Pantalones fetiche
Vaqueros ajustados, shorts sexys, pantalones cortos de pijama muy monos.
Pantalón bien cagado y meado y2 botes grandotes caca y regalo pañalito
Pantalones
Olor y señales de desgaste
Para muchos fetichistas, el olor y las señales del uso de los pantalones son de vital importancia, sobre todo los que se llevan durante largos periodos de tiempo o en situaciones íntimas. Las descripciones de las ofertas suelen hacer hincapié en que los pantalones «emanan el buen olor a mi cuerpo», «horman» o «tienen un agujero en la entrepierna», lo que sugiere autenticidad y contacto directo con el cuerpo de la dueña.
Material y corte como estímulo sexual
Los pantalones de cuero, látex o materiales de aspecto mojado son muy populares en los círculos fetichistas. Su aspecto, su textura y la forma en que acentúan las curvas del cuerpo evocan fuertes asociaciones eróticas. Los pantalones de cuero son un símbolo de dominación, poder y autoconfianza sexual, mientras que el látex, ceñido al cuerpo, expone la silueta de un modo especialmente sensual.
Disfraces y juegos de rol
Los pantalones pueden utilizarse en juegos de disfraces, representando diferentes escenas o en las subculturas como el BDSM. Llevar determinados pantalones (por ejemplo, de cuero, de motero) puede ser un ritual que genere tensión y excitación.

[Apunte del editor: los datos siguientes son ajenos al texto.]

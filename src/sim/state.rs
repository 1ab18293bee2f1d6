//! Game state and core simulation types
//!
//! Everything the tick mutates lives here, owned by `GameState`. Renderers and
//! audio only ever see it through `Snapshot` and drained `GameEvent`s.

use glam::Vec2;
use rand::{Rng, SeedableRng};
use rand_pcg::Pcg32;
use serde::{Deserialize, Serialize};

use super::barrier::Barrier;
use super::rect::{Rect, direction};
use super::swarm::Swarm;
use super::tick::TickInput;
use crate::consts::*;
use crate::settings::Difficulty;

/// Current phase of gameplay
#[derive(Debug, Clone, Copy, PartialEq, Eq, Serialize, Deserialize)]
pub enum GamePhase {
    /// Active gameplay
    Playing,
    /// Simulation frozen until resumed
    Paused,
    /// Run ended; only a restart is accepted
    GameOver,
}

/// Discrete notifications for presentation layers (audio, HUD flashes).
/// Emitted in the order they happen within a tick.
#[derive(Debug, Clone, Copy, PartialEq, Eq, Serialize, Deserialize)]
pub enum GameEvent {
    PlayerFired,
    InvaderFired { row: usize, col: usize },
    /// The swarm took one horizontal step; `march_step` cycles 0..4
    SwarmStepped { march_step: u8 },
    InvaderKilled { row: usize, col: usize, points: u32 },
    UfoSpawned,
    UfoKilled { points: u32 },
    /// A life was lost; `lives` is what remains
    PlayerHit { lives: u8 },
    /// `id` is the barrier's stable `Barrier::id`, not its position
    BarrierDamaged { id: usize },
    WaveCleared { wave: u32 },
    NewHighScore { score: u32 },
    GameOver { score: u32 },
    Paused,
    Resumed,
    Reset,
}

/// Invader tier
#[derive(Debug, Clone, Copy, PartialEq, Eq, Serialize, Deserialize)]
pub enum InvaderKind {
    Small,
    Medium,
    Large,
}

/// Static per-tier data
#[derive(Debug, Clone, Copy, PartialEq, Eq)]
pub struct KindInfo {
    pub points: u32,
    /// Sprite sheet key; frame index is appended by the renderer
    pub sprite: &'static str,
}

const KIND_TABLE: [KindInfo; 3] = [
    KindInfo { points: 30, sprite: "invader_small" },
    KindInfo { points: 20, sprite: "invader_medium" },
    KindInfo { points: 10, sprite: "invader_large" },
];

impl InvaderKind {
    /// Tier for a grid row: top row small, next two medium, rest large
    pub fn for_row(row: usize) -> Self {
        match row {
            0 => InvaderKind::Small,
            1 | 2 => InvaderKind::Medium,
            _ => InvaderKind::Large,
        }
    }

    pub fn info(self) -> &'static KindInfo {
        &KIND_TABLE[self as usize]
    }

    pub fn points(self) -> u32 {
        self.info().points
    }
}

/// A single invader. Dead invaders stay in the grid as tombstones.
#[derive(Debug, Clone, Serialize, Deserialize)]
pub struct Invader {
    pub row: usize,
    pub col: usize,
    pub kind: InvaderKind,
    pub pos: Vec2,
    pub alive: bool,
    /// Animation frame (0 or 1)
    pub frame: u8,
}

impl Invader {
    pub fn new(row: usize, col: usize, pos: Vec2) -> Self {
        Self {
            row,
            col,
            kind: InvaderKind::for_row(row),
            pos,
            alive: true,
            frame: 0,
        }
    }

    pub fn bounds(&self) -> Rect {
        Rect::at(self.pos, INVADER_WIDTH, INVADER_HEIGHT)
    }

    /// Mark dead. There is no way back short of rebuilding the swarm.
    pub fn hit(&mut self) {
        self.alive = false;
    }
}

/// A projectile. Player and invaders share the same shape.
#[derive(Debug, Clone, Default, Serialize, Deserialize)]
pub struct Bullet {
    pub pos: Vec2,
    pub vel: Vec2,
    pub alive: bool,
}

impl Bullet {
    /// A live bullet whose top edge is centered horizontally on `muzzle`
    pub fn fired(muzzle: Vec2, dir: Vec2, speed: f32) -> Self {
        let mut bullet = Self::default();
        bullet.fire(muzzle, dir, speed);
        bullet
    }

    /// (Re)launch this bullet from `muzzle`
    pub fn fire(&mut self, muzzle: Vec2, dir: Vec2, speed: f32) {
        self.pos = Vec2::new(muzzle.x - BULLET_WIDTH / 2.0, muzzle.y);
        self.vel = direction(dir) * speed;
        self.alive = true;
    }

    pub fn update(&mut self, dt: f32) {
        if !self.alive {
            return;
        }
        self.pos += self.vel * (dt / 1000.0);
        if self.pos.y < 0.0 || self.pos.y > PLAYFIELD_HEIGHT {
            self.alive = false;
        }
    }

    pub fn bounds(&self) -> Rect {
        Rect::at(self.pos, BULLET_WIDTH, BULLET_HEIGHT)
    }

    /// Center of the edge facing the direction of travel
    pub fn leading_point(&self) -> Vec2 {
        let b = self.bounds();
        let y = if self.vel.y > 0.0 { b.bottom() } else { b.y };
        Vec2::new(b.x + b.w / 2.0, y)
    }

    pub fn hit(&mut self) {
        self.alive = false;
    }
}

/// The player's cannon
#[derive(Debug, Clone, Serialize, Deserialize)]
pub struct Player {
    pub pos: Vec2,
    pub lives: u8,
    /// Remaining invulnerability (ms); zero when vulnerable
    pub invulnerable_ms: f32,
    /// Remaining time before the next shot is allowed (ms)
    pub fire_cooldown_ms: f32,
    /// The one bullet this player owns; refired only once inert
    pub bullet: Bullet,
}

impl Default for Player {
    fn default() -> Self {
        Self {
            pos: Vec2::new(PLAYER_START_X, PLAYER_START_Y),
            lives: PLAYER_START_LIVES,
            invulnerable_ms: 0.0,
            fire_cooldown_ms: PLAYER_FIRE_COOLDOWN_MS,
            bullet: Bullet::default(),
        }
    }
}

impl Player {
    pub fn bounds(&self) -> Rect {
        Rect::at(self.pos, PLAYER_WIDTH, PLAYER_HEIGHT)
    }

    pub fn is_invulnerable(&self) -> bool {
        self.invulnerable_ms > 0.0
    }

    /// Advance timers, apply movement, and fire if allowed.
    /// Returns true when a shot was fired this call.
    pub fn update(&mut self, dt: f32, input: &TickInput) -> bool {
        self.invulnerable_ms = (self.invulnerable_ms - dt).max(0.0);
        self.fire_cooldown_ms = (self.fire_cooldown_ms - dt).max(0.0);

        let mut dx = 0.0;
        if input.move_left {
            dx -= 1.0;
        }
        if input.move_right {
            dx += 1.0;
        }
        self.pos.x = (self.pos.x + dx * PLAYER_SPEED * dt / 1000.0)
            .clamp(0.0, PLAYFIELD_WIDTH - PLAYER_WIDTH);

        if input.fire && !self.bullet.alive && self.fire_cooldown_ms <= 0.0 {
            let muzzle = Vec2::new(self.pos.x + PLAYER_WIDTH / 2.0, self.pos.y);
            self.bullet.fire(muzzle, Vec2::NEG_Y, PLAYER_BULLET_SPEED);
            self.fire_cooldown_ms = PLAYER_FIRE_COOLDOWN_MS;
            return true;
        }
        false
    }

    /// Take a hit. Returns false (and changes nothing) while invulnerable.
    pub fn hit(&mut self) -> bool {
        if self.is_invulnerable() {
            return false;
        }
        self.lives = self.lives.saturating_sub(1);
        self.invulnerable_ms = PLAYER_INVULNERABLE_MS;
        true
    }
}

/// The bonus target crossing the top of the screen
#[derive(Debug, Clone, Serialize, Deserialize)]
pub struct Ufo {
    pub pos: Vec2,
    pub alive: bool,
    /// Time until the next appearance (ms); only counts down while inactive
    pub respawn_ms: f32,
}

impl Ufo {
    pub fn new(rng: &mut impl Rng) -> Self {
        Self {
            pos: Vec2::new(-UFO_WIDTH, UFO_Y),
            alive: false,
            respawn_ms: Self::respawn_delay(rng),
        }
    }

    fn respawn_delay(rng: &mut impl Rng) -> f32 {
        rng.random_range(UFO_SPAWN_MIN_MS..=UFO_SPAWN_MAX_MS)
    }

    pub fn bounds(&self) -> Rect {
        Rect::at(self.pos, UFO_WIDTH, UFO_HEIGHT)
    }

    /// Fly across, or count down to the next appearance.
    /// Returns true on the tick the UFO appears.
    pub fn update(&mut self, dt: f32, rng: &mut impl Rng) -> bool {
        if self.alive {
            self.pos.x += UFO_SPEED * dt / 1000.0;
            if self.pos.x > PLAYFIELD_WIDTH {
                self.deactivate(rng);
            }
            return false;
        }

        self.respawn_ms -= dt;
        if self.respawn_ms <= 0.0 {
            self.spawn();
            return true;
        }
        false
    }

    /// Enter from the left edge
    pub fn spawn(&mut self) {
        self.alive = true;
        self.pos = Vec2::new(-UFO_WIDTH, UFO_Y);
    }

    /// Destroyed by the player; returns the randomly drawn reward
    pub fn hit(&mut self, rng: &mut impl Rng) -> u32 {
        self.deactivate(rng);
        UFO_REWARDS[rng.random_range(0..UFO_REWARDS.len())]
    }

    fn deactivate(&mut self, rng: &mut impl Rng) {
        self.alive = false;
        self.respawn_ms = Self::respawn_delay(rng);
    }
}

/// Multi-frame explosion effect
#[derive(Debug, Clone, Serialize, Deserialize)]
pub struct Explosion {
    pub pos: Vec2,
    pub frame: u8,
    pub frame_elapsed_ms: f32,
    pub alive: bool,
}

impl Explosion {
    pub fn new(center: Vec2) -> Self {
        Self {
            pos: center - Vec2::new(EXPLOSION_WIDTH, EXPLOSION_HEIGHT) / 2.0,
            frame: 0,
            frame_elapsed_ms: 0.0,
            alive: true,
        }
    }

    pub fn update(&mut self, dt: f32) {
        if !self.alive {
            return;
        }
        self.frame_elapsed_ms += dt;
        if self.frame_elapsed_ms >= EXPLOSION_FRAME_MS {
            self.frame += 1;
            self.frame_elapsed_ms = 0.0;
            if self.frame >= EXPLOSION_FRAMES {
                self.alive = false;
            }
        }
    }
}

/// Floating reward text shown where the bonus target died
#[derive(Debug, Clone, Serialize, Deserialize)]
pub struct ScorePopup {
    pub center: Vec2,
    pub points: u32,
    pub elapsed_ms: f32,
    pub alive: bool,
}

impl ScorePopup {
    pub fn new(center: Vec2, points: u32) -> Self {
        Self {
            center,
            points,
            elapsed_ms: 0.0,
            alive: true,
        }
    }

    pub fn update(&mut self, dt: f32) {
        if !self.alive {
            return;
        }
        self.elapsed_ms += dt;
        if self.elapsed_ms >= POPUP_DURATION_MS {
            self.alive = false;
        }
    }
}

/// Current and best score
#[derive(Debug, Clone, Copy, Default, Serialize, Deserialize)]
pub struct Scoreboard {
    pub score: u32,
    pub high_score: u32,
}

impl Scoreboard {
    /// Add points; returns true when this set a new high score
    pub fn add(&mut self, points: u32) -> bool {
        self.score = self.score.saturating_add(points);
        if self.score > self.high_score {
            self.high_score = self.score;
            return true;
        }
        false
    }
}

/// Complete game state (deterministic for a given seed and input sequence)
#[derive(Debug, Clone, Serialize, Deserialize)]
pub struct GameState {
    /// Run seed for reproducibility
    pub seed: u64,
    pub rng: Pcg32,
    pub difficulty: Difficulty,
    pub phase: GamePhase,
    pub scoreboard: Scoreboard,
    /// Waves cleared so far
    pub wave: u32,
    /// Simulated time while playing (ms)
    pub time_ms: f64,
    pub player: Player,
    pub swarm: Swarm,
    pub invader_bullets: Vec<Bullet>,
    pub barriers: Vec<Barrier>,
    pub ufo: Ufo,
    pub explosions: Vec<Explosion>,
    pub popups: Vec<ScorePopup>,
    /// Events produced since the last drain
    #[serde(skip)]
    pub events: Vec<GameEvent>,
}

impl GameState {
    /// Create a new game with the given seed and difficulty
    pub fn new(seed: u64, difficulty: Difficulty) -> Self {
        let mut rng = Pcg32::seed_from_u64(seed);
        let swarm = Swarm::new(difficulty.multipliers(), &mut rng);
        let ufo = Ufo::new(&mut rng);
        Self {
            seed,
            rng,
            difficulty,
            phase: GamePhase::Playing,
            scoreboard: Scoreboard::default(),
            wave: 0,
            time_ms: 0.0,
            player: Player::default(),
            swarm,
            invader_bullets: Vec::new(),
            barriers: Barrier::standard_row(),
            ufo,
            explosions: Vec::new(),
            popups: Vec::new(),
            events: Vec::new(),
        }
    }

    /// Seed the best score from persistent storage
    pub fn with_high_score(mut self, high_score: u32) -> Self {
        self.scoreboard.high_score = high_score;
        self
    }

    pub fn score(&self) -> u32 {
        self.scoreboard.score
    }

    pub fn high_score(&self) -> u32 {
        self.scoreboard.high_score
    }

    /// Rebuild every entity and timer as at construction. The high score and
    /// the RNG stream carry over.
    pub fn reset(&mut self) {
        log::info!("Resetting game (high score {})", self.scoreboard.high_score);
        let high_score = self.scoreboard.high_score;
        self.phase = GamePhase::Playing;
        self.scoreboard = Scoreboard {
            score: 0,
            high_score,
        };
        self.wave = 0;
        self.time_ms = 0.0;
        self.player = Player::default();
        self.swarm = Swarm::new(self.difficulty.multipliers(), &mut self.rng);
        self.invader_bullets.clear();
        self.barriers = Barrier::standard_row();
        self.ufo = Ufo::new(&mut self.rng);
        self.explosions.clear();
        self.popups.clear();
        self.events.push(GameEvent::Reset);
    }

    /// Take all events produced since the last drain
    pub fn drain_events(&mut self) -> Vec<GameEvent> {
        std::mem::take(&mut self.events)
    }

    /// Read-only view for renderers
    pub fn snapshot(&self) -> Snapshot<'_> {
        Snapshot {
            phase: self.phase,
            score: self.scoreboard.score,
            high_score: self.scoreboard.high_score,
            lives: self.player.lives,
            wave: self.wave,
            player: &self.player,
            invaders: self.swarm.invaders(),
            invader_bullets: &self.invader_bullets,
            barriers: &self.barriers,
            ufo: &self.ufo,
            explosions: &self.explosions,
            popups: &self.popups,
        }
    }
}

/// Borrowed per-frame view of everything a renderer draws
#[derive(Debug, Serialize)]
pub struct Snapshot<'a> {
    pub phase: GamePhase,
    pub score: u32,
    pub high_score: u32,
    pub lives: u8,
    pub wave: u32,
    pub player: &'a Player,
    pub invaders: &'a [Invader],
    pub invader_bullets: &'a [Bullet],
    pub barriers: &'a [Barrier],
    pub ufo: &'a Ufo,
    pub explosions: &'a [Explosion],
    pub popups: &'a [ScorePopup],
}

Fetiche de materiales y de subculturas
El fetichismo por los pantalones suele asociarse a la fascinación por determinados materiales: cuero, látex, tela vaquera o pana. En subculturas fetichistas, como la del «cuero», los pantalones son un elemento importante de la indumentaria y una expresión de identidad.
Personalización y fantasías cumplidas
Muchos anuncios de pantalones usados son «bajo demanda»: la vendedora puede llevar los pantalones sin ropa interior, ponérselos durante un periodo de tiempo determinado o hacerse fotos en situaciones concretas – todo ello permite a los compradores hacer realidad fantasías muy personales.